Winkler sees the students’ understanding and their activism as a testament to the 13 years of genocide education — a curriculum that cannot be measured by exams.

“When I see students react to situations of bullying, [and] when anecdotal records and teacher comments come in, they all indicate that the kids are understanding this,” Winkler said. “One hard piece of evidence is that New Jersey students have been indicated by Doctors Without Borders and the State Department in Washington, D.C., as the students that have raised the most money, sent more letters and had the highest involvement in [raising awareness for the genocide in Darfur, a region of western Sudan, Africa] than any other kids in the country.”

Many of those teaching Holocaust education are trained at any of 24 training centers across the state.
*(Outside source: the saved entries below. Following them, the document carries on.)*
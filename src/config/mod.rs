//! # Broker Topology Configuration
//!
//! Configuration values for the exchange this crate provisions. Optional
//! properties are stored exactly as the user gave them (`None` when absent);
//! defaults are applied only when an accessor reads them, so the stored value
//! stays a faithful record of what was configured.
//!
//! ## Usage
//!
//! ```rust
//! use broker_topology::config::ExchangeConfig;
//!
//! let config = ExchangeConfig::builder()
//!     .name("events")
//!     .auto_delete(true)
//!     .build();
//!
//! assert_eq!(config.exchange_type(), "topic");
//! assert!(config.durable());
//! assert!(config.auto_delete());
//! ```

pub mod loader;

use std::collections::HashMap;

use bon::Builder;
use serde::{Deserialize, Serialize};

use crate::constants::{
    dead_letter_exchange_name, DEFAULT_AUTO_DELETE, DEFAULT_DURABLE, DEFAULT_EXCHANGE_TYPE,
    DEFAULT_INTERNAL,
};
use crate::error::{TopologyError, TopologyResult};

pub use loader::{ConfigFormat, ConfigLoader};

/// Broker-specific declaration arguments (e.g. `x-max-length`)
pub type ExchangeArguments = HashMap<String, serde_json::Value>;

/// Exchange identity plus optional declaration properties
///
/// Every optional field is tri-state: unset, or explicitly set (including to
/// `false` or an empty table). Use the accessors to read resolved values.
#[derive(Debug, Clone, Default, PartialEq, Serialize, Deserialize, Builder)]
pub struct ExchangeConfig {
    #[serde(default)]
    #[builder(into)]
    name: String,

    #[serde(rename = "type", default, skip_serializing_if = "Option::is_none")]
    #[builder(into)]
    exchange_type: Option<String>,

    #[serde(default, skip_serializing_if = "Option::is_none")]
    durable: Option<bool>,

    #[serde(
        default,
        alias = "autoDelete",
        alias = "autodelete",
        skip_serializing_if = "Option::is_none"
    )]
    auto_delete: Option<bool>,

    #[serde(default, skip_serializing_if = "Option::is_none")]
    internal: Option<bool>,

    #[serde(default, skip_serializing_if = "Option::is_none")]
    arguments: Option<ExchangeArguments>,
}

impl ExchangeConfig {
    /// Exchange name; the only property without a default
    pub fn name(&self) -> TopologyResult<&str> {
        if self.name.is_empty() {
            return Err(TopologyError::missing_required_field(
                "name",
                "exchange configuration",
            ));
        }
        Ok(&self.name)
    }

    /// Exchange type, `topic` unless configured
    pub fn exchange_type(&self) -> &str {
        self.exchange_type.as_deref().unwrap_or(DEFAULT_EXCHANGE_TYPE)
    }

    /// Whether the exchange survives a broker restart, `true` unless configured
    pub fn durable(&self) -> bool {
        self.durable.unwrap_or(DEFAULT_DURABLE)
    }

    /// Whether the broker deletes the exchange once its last binding is
    /// removed, `false` unless configured
    pub fn auto_delete(&self) -> bool {
        self.auto_delete.unwrap_or(DEFAULT_AUTO_DELETE)
    }

    /// Whether only other exchanges may publish to this one. Defaults to
    /// `false`, so clients can publish directly.
    pub fn internal(&self) -> bool {
        self.internal.unwrap_or(DEFAULT_INTERNAL)
    }

    /// Declaration arguments; a fresh empty table when none were configured
    pub fn arguments(&self) -> ExchangeArguments {
        self.arguments.clone().unwrap_or_default()
    }

    /// Name of the dead-letter exchange declared alongside this one
    pub fn dead_letter_name(&self) -> TopologyResult<String> {
        self.name().map(dead_letter_exchange_name)
    }

    /// Names of the optional properties the user set explicitly
    pub fn explicit_fields(&self) -> Vec<&'static str> {
        let mut fields = Vec::new();
        if self.exchange_type.is_some() {
            fields.push("type");
        }
        if self.durable.is_some() {
            fields.push("durable");
        }
        if self.auto_delete.is_some() {
            fields.push("auto_delete");
        }
        if self.internal.is_some() {
            fields.push("internal");
        }
        if self.arguments.is_some() {
            fields.push("arguments");
        }
        fields
    }
}

/// An exchange plus the consumers that will attach to it
///
/// Consumer configuration is owned by the consumer side; this crate only
/// carries it, keyed by unique consumer name.
#[derive(Debug, Clone, Default, PartialEq, Serialize, Deserialize)]
pub struct BrokerConfig<C = serde_json::Value> {
    pub exchange: ExchangeConfig,

    #[serde(default = "HashMap::new")]
    pub consumers: HashMap<String, C>,
}

impl<C> BrokerConfig<C> {
    /// Create a broker configuration with no consumers
    pub fn new(exchange: ExchangeConfig) -> Self {
        Self {
            exchange,
            consumers: HashMap::new(),
        }
    }

    /// Add a consumer, replacing any previous one with the same name
    pub fn with_consumer(mut self, name: impl Into<String>, consumer: C) -> Self {
        self.consumers.insert(name.into(), consumer);
        self
    }

    pub fn exchange(&self) -> &ExchangeConfig {
        &self.exchange
    }

    pub fn consumer(&self, name: &str) -> Option<&C> {
        self.consumers.get(name)
    }

    /// Consumer names in sorted order
    pub fn consumer_names(&self) -> Vec<&str> {
        let mut names: Vec<&str> = self.consumers.keys().map(String::as_str).collect();
        names.sort_unstable();
        names
    }

    /// Fail fast on configuration that can never be declared
    pub fn validate(&self) -> TopologyResult<()> {
        self.exchange.name()?;
        Ok(())
    }
}

#[cfg(test)]
mod tests {
    use super::*;
    use serde_json::json;

    #[test]
    fn test_unset_fields_resolve_to_defaults() {
        let config = ExchangeConfig::builder().name("orders").build();

        assert_eq!(config.name().unwrap(), "orders");
        assert_eq!(config.exchange_type(), "topic");
        assert!(config.durable());
        assert!(!config.auto_delete());
        assert!(!config.internal());
        assert!(config.arguments().is_empty());
        assert!(config.explicit_fields().is_empty());
    }

    #[test]
    fn test_explicit_falsy_values_win() {
        let config = ExchangeConfig::builder()
            .name("orders")
            .durable(false)
            .auto_delete(false)
            .internal(false)
            .arguments(ExchangeArguments::new())
            .build();

        assert!(!config.durable());
        assert!(!config.auto_delete());
        assert!(!config.internal());
        assert!(config.arguments().is_empty());
        assert_eq!(
            config.explicit_fields(),
            vec!["durable", "auto_delete", "internal", "arguments"]
        );
    }

    #[test]
    fn test_explicit_values_win() {
        let mut arguments = ExchangeArguments::new();
        arguments.insert("alternate-exchange".to_string(), json!("unrouted"));

        let config = ExchangeConfig::builder()
            .name("audit")
            .exchange_type("fanout")
            .auto_delete(true)
            .internal(true)
            .arguments(arguments.clone())
            .build();

        assert_eq!(config.exchange_type(), "fanout");
        assert!(config.auto_delete());
        assert!(config.internal());
        assert_eq!(config.arguments(), arguments);
    }

    #[test]
    fn test_empty_name_is_missing() {
        let config = ExchangeConfig::default();
        let err = config.name().unwrap_err();
        assert!(matches!(
            err,
            TopologyError::MissingRequiredField { ref field, .. } if field == "name"
        ));
        assert!(config.dead_letter_name().is_err());
    }

    #[test]
    fn test_accessors_do_not_mutate_stored_config() {
        let config = ExchangeConfig::builder().name("orders").build();
        let before = config.clone();

        let _ = config.exchange_type();
        let _ = config.durable();
        let _ = config.arguments();

        assert_eq!(config, before);
        let serialized = serde_json::to_value(&config).unwrap();
        assert_eq!(serialized, json!({ "name": "orders" }));
    }

    #[test]
    fn test_dead_letter_name() {
        let config = ExchangeConfig::builder().name("orders").build();
        assert_eq!(config.dead_letter_name().unwrap(), "orders.deadletter");
    }

    #[test]
    fn test_deserialize_keeps_absent_fields_unset() {
        let config: ExchangeConfig = serde_json::from_value(json!({
            "name": "events",
            "autoDelete": true,
            "arguments": { "x-max-length": 1000 }
        }))
        .unwrap();

        assert_eq!(config.explicit_fields(), vec!["auto_delete", "arguments"]);
        assert!(config.auto_delete());
        assert_eq!(config.arguments()["x-max-length"], json!(1000));
    }

    #[test]
    fn test_deserialize_type_key() {
        let config: ExchangeConfig =
            serde_json::from_value(json!({ "name": "logs", "type": "fanout" })).unwrap();
        assert_eq!(config.exchange_type(), "fanout");
    }

    #[test]
    fn test_broker_config_structure() {
        let broker: BrokerConfig = BrokerConfig::new(ExchangeConfig::builder().name("orders").build())
            .with_consumer("shipping", json!({ "queue": "orders.shipping" }))
            .with_consumer("billing", json!({ "queue": "orders.billing" }))
            .with_consumer("shipping", json!({ "queue": "orders.shipping.v2" }));

        assert_eq!(broker.exchange().name().unwrap(), "orders");
        assert_eq!(broker.consumer_names(), vec!["billing", "shipping"]);
        assert_eq!(
            broker.consumer("shipping"),
            Some(&json!({ "queue": "orders.shipping.v2" }))
        );
        assert!(broker.consumer("missing").is_none());
        assert!(broker.validate().is_ok());
    }

    #[test]
    fn test_broker_config_validate_rejects_unnamed_exchange() {
        let broker: BrokerConfig = BrokerConfig::default();
        assert!(matches!(
            broker.validate(),
            Err(TopologyError::MissingRequiredField { .. })
        ));
    }
}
Brookdale Community College, Lincroft section of Middletown, is home to one such facility — the Center for Holocaust, Human Rights and Genocide Education (CHHANGE).

“We are now in our 34th year, and for the entire time of our existence, a major focus has been on teachers and students,” Executive Director Dale Daniels said. “We offer workshops during the year and host teacher training programs, including a two-week intensive program where teachers focus on Holocaust studies.”

Like Winkler, Daniels recognized that one of the greatest challenges of training teachers is tracking effectiveness, due to the lack of tools to measure how children are absorbing the messages.

“There are so many ways to insert Holocaust education into other parts of the curriculum,” Daniels said. “That is a help, because they don’t always have the amount of time needed to teach the subject [on its own]. We are very fortunate that there are many teachers in the community who are interested in the topic, and we want to be able to help them find the time and provide them with the necessary background to teach it properly.”

That strong background is key in Holocaust education for the same reason that Winkler’s commission shies away from fictionalized accounts of Holocaust stories in books and movies. The curriculum is designed to leave little, if any, room for doubt, as almost a preventive measure against those who question the Holocaust’s impact as World War II is buried deeper into the history books.

That forward thinking relates to the biggest challenge in Holocaust education today — the dwindling number of survivors. The commission estimates that 1,800 survivors are still alive in New Jersey.

The eventual loss of the survivors is why the commission recommends — and many classrooms implement — a pledge at the end of a child’s public school education: to tell, in the year 2045, the story of a survivor whom they met or learned about. That year will mark the passing of a century since the concentration camps were liberated at the end of World War II.

“They make a vow to publicly tell their stories somewhere to keep the story alive,” Passner said. “It ensures that someone will still be around to tell the survivors’ story.”